The diesel fuel duty reductions were granted by the three states in the wake of last autumn's fuel protests (ENDS Daily 19 September 2000) (ENDS Daily 21 September 2000). Friday's stalemate leaves them technically illegal under EU law and open to challenge by the European Commission. Taxation commissioner Frits Bolkestein warned after the meeting he would "not tolerate a state of legal limbo until the cows come home."
Under the terms of a 1992 directive setting up minimum duty rates on fuels, member states can apply to grant certain sectors time-limited exemptions from duty for specific purposes. It is this option that France, Italy and the Netherlands, along with Belgium, used in the wake of the "fuel crisis" last autumn, to relieve pressure on their hauliers.
However, the derogations invoked by the first three countries expired at the end of last year. The finance ministers were discussing a European Commission proposal made in November to extend them - along with dozens of others on different "mineral oils" - for up to 5 years (ENDS Daily 16 November 2000).
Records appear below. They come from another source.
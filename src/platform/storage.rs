//! Leaderboard persistence
//!
//! Records are stored as a JSON array of entries, the same shape on disk
//! and in browser LocalStorage.

use std::fs;
use std::path::{Path, PathBuf};

use crate::highscores::{Leaderboard, LeaderboardEntry};

/// Errors reading or writing the leaderboard
#[derive(thiserror::Error, Debug)]
pub enum LeaderboardError {
    /// IO error
    #[error("IO error: {0}")]
    Io(#[from] std::io::Error),

    /// Stored records are not valid JSON
    #[error("Corrupt leaderboard data: {0}")]
    Json(#[from] serde_json::Error),

    /// Backing store cannot be reached
    #[error("Leaderboard storage unavailable: {0}")]
    Unavailable(String),
}

/// Persisted leaderboard records
pub trait LeaderboardStore {
    /// All stored records, best first
    fn load_all(&self) -> Result<Vec<LeaderboardEntry>, LeaderboardError>;

    /// Store a record. Returns its rank if it made the board.
    fn append(&mut self, entry: LeaderboardEntry) -> Result<Option<usize>, LeaderboardError>;
}

/// In-memory store (tests, hosts without storage)
#[derive(Debug, Clone, Default)]
pub struct MemoryStore {
    board: Leaderboard,
    unavailable: bool,
}

impl MemoryStore {
    /// A store that fails every call
    pub fn unavailable() -> Self {
        Self {
            board: Leaderboard::new(),
            unavailable: true,
        }
    }

    fn check(&self) -> Result<(), LeaderboardError> {
        if self.unavailable {
            return Err(LeaderboardError::Unavailable("memory store disabled".into()));
        }
        Ok(())
    }
}

impl LeaderboardStore for MemoryStore {
    fn load_all(&self) -> Result<Vec<LeaderboardEntry>, LeaderboardError> {
        self.check()?;
        Ok(self.board.entries.clone())
    }

    fn append(&mut self, entry: LeaderboardEntry) -> Result<Option<usize>, LeaderboardError> {
        self.check()?;
        Ok(self.board.add_entry(entry))
    }
}

/// JSON file on disk
#[derive(Debug, Clone)]
pub struct JsonFileStore {
    path: PathBuf,
}

impl JsonFileStore {
    pub fn new(path: impl Into<PathBuf>) -> Self {
        Self { path: path.into() }
    }

    pub fn path(&self) -> &Path {
        &self.path
    }

    fn write(&self, board: &Leaderboard) -> Result<(), LeaderboardError> {
        if let Some(dir) = self.path.parent().filter(|d| !d.as_os_str().is_empty()) {
            fs::create_dir_all(dir)?;
        }
        // Write beside the target, then swap in
        let tmp = self.path.with_extension("tmp");
        fs::write(&tmp, serde_json::to_string_pretty(&board.entries)?)?;
        fs::rename(&tmp, &self.path)?;
        Ok(())
    }
}

impl LeaderboardStore for JsonFileStore {
    fn load_all(&self) -> Result<Vec<LeaderboardEntry>, LeaderboardError> {
        let json = match fs::read_to_string(&self.path) {
            Ok(json) => json,
            Err(err) if err.kind() == std::io::ErrorKind::NotFound => return Ok(Vec::new()),
            Err(err) => return Err(err.into()),
        };
        let entries: Vec<LeaderboardEntry> = serde_json::from_str(&json)?;
        Ok(Leaderboard::from_entries(entries).entries)
    }

    fn append(&mut self, entry: LeaderboardEntry) -> Result<Option<usize>, LeaderboardError> {
        let mut board = Leaderboard::from_entries(self.load_all()?);
        let rank = board.add_entry(entry);
        self.write(&board)?;
        log::info!(
            "Leaderboard saved to {} ({} entries)",
            self.path.display(),
            board.len()
        );
        Ok(rank)
    }
}

/// Browser LocalStorage (WASM only)
#[cfg(target_arch = "wasm32")]
pub struct LocalStorageStore {
    key: String,
}

#[cfg(target_arch = "wasm32")]
impl Default for LocalStorageStore {
    fn default() -> Self {
        Self {
            key: Self::STORAGE_KEY.to_string(),
        }
    }
}

#[cfg(target_arch = "wasm32")]
impl LocalStorageStore {
    /// LocalStorage key
    const STORAGE_KEY: &'static str = "leaderboard";

    fn storage() -> Result<web_sys::Storage, LeaderboardError> {
        web_sys::window()
            .and_then(|w| w.local_storage().ok())
            .flatten()
            .ok_or_else(|| LeaderboardError::Unavailable("no LocalStorage".into()))
    }
}

#[cfg(target_arch = "wasm32")]
fn js_error(err: wasm_bindgen::JsValue) -> LeaderboardError {
    LeaderboardError::Unavailable(format!("{err:?}"))
}

#[cfg(target_arch = "wasm32")]
impl LeaderboardStore for LocalStorageStore {
    fn load_all(&self) -> Result<Vec<LeaderboardEntry>, LeaderboardError> {
        let storage = Self::storage()?;
        match storage.get_item(&self.key).map_err(js_error)? {
            Some(json) => {
                let entries: Vec<LeaderboardEntry> = serde_json::from_str(&json)?;
                Ok(Leaderboard::from_entries(entries).entries)
            }
            None => Ok(Vec::new()),
        }
    }

    fn append(&mut self, entry: LeaderboardEntry) -> Result<Option<usize>, LeaderboardError> {
        let mut board = Leaderboard::from_entries(self.load_all()?);
        let rank = board.add_entry(entry);
        let json = serde_json::to_string(&board.entries)?;
        Self::storage()?
            .set_item(&self.key, &json)
            .map_err(js_error)?;
        log::info!("Leaderboard saved ({} entries)", board.len());
        Ok(rank)
    }
}
//! Browser bindings
//!
//! A thin `wasm_bindgen` wrapper over [`Session`]. Events and snapshots
//! cross to JavaScript as JSON strings; intents come in as key events or
//! packed bits.

use wasm_bindgen::prelude::*;

use crate::platform::storage::LocalStorageStore;
use crate::platform::{self, entropy_seed};
use crate::session::Session;
use crate::sim::{TickResult, World};

#[wasm_bindgen(start)]
pub fn wasm_main() {
    platform::init_logging();
    log::info!("Stage Strike (web) starting...");
}

fn to_json<T: serde::Serialize + ?Sized>(value: &T) -> String {
    serde_json::to_string(value).unwrap_or_else(|err| {
        log::error!("Serialization failed: {err}");
        "null".to_string()
    })
}

fn events_json(result: &TickResult) -> String {
    to_json(&result.events)
}

/// One browser game
#[wasm_bindgen]
pub struct WebGame {
    session: Session<LocalStorageStore>,
}

#[wasm_bindgen]
impl WebGame {
    /// New run on a `width x height` canvas with a time-based seed
    #[wasm_bindgen(constructor)]
    pub fn new(width: f32, height: f32) -> WebGame {
        let world = World::new(width, height, entropy_seed());
        WebGame {
            session: Session::new(world, LocalStorageStore::default()),
        }
    }

    /// Forward a DOM key name (`event.key`)
    pub fn key_event(&mut self, key: &str, pressed: bool) {
        self.session.input.key_event(key, pressed);
    }

    /// Drop held keys, e.g. on window blur
    pub fn release_keys(&mut self) {
        self.session.input.release_all();
    }

    /// Advance one frame from held keys; returns the events as JSON
    pub fn frame(&mut self, dt: f32) -> String {
        events_json(&self.session.frame(dt))
    }

    /// Advance one frame from packed intent bits; returns the events as JSON
    pub fn frame_with_bits(&mut self, bits: u16, dt: f32) -> String {
        events_json(&self.session.frame_with_bits(bits, dt))
    }

    pub fn resize(&mut self, width: f32, height: f32) -> bool {
        self.session.world.resize(width, height)
    }

    pub fn is_game_over(&self) -> bool {
        self.session.world.is_game_over()
    }

    /// Entities and counters for drawing, as JSON
    pub fn snapshot(&self) -> String {
        to_json(&self.session.snapshot())
    }

    /// Save the finished run. Returns the board rank if it made the top 10.
    pub fn submit_score(&mut self, name: &str) -> Option<u32> {
        match self.session.finish(name).save {
            crate::highscores::SaveOutcome::Saved { rank } => rank.map(|r| r as u32),
            _ => None,
        }
    }

    /// Stored leaderboard as JSON, best first
    pub fn leaderboard(&self) -> String {
        to_json(&self.session.leaderboard().entries)
    }

    pub fn restart(&mut self) {
        self.session.restart(entropy_seed());
    }
}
In its compromise proposal, Sweden had suggested limiting the diesel tax breaks to two years and that each truck be limited to a maximum 40,000 litres a year of subsidised fuel. But French finance minister Laurent Fabius said the plan to end its option to give tax breaks in 2002 was unacceptable. Ireland objected over separate plans to restrict exemptions given to an aluminium smelter.
France last year attempted to renew its derogation before the deadline, but was blocked by Germany. Germany fears the tax breaks will threaten the competitiveness of its own hauliers, especially in areas close to the French border (ENDS Daily 4 October 2000). Ministers will meet again on 12 February to try and resolve the dispute.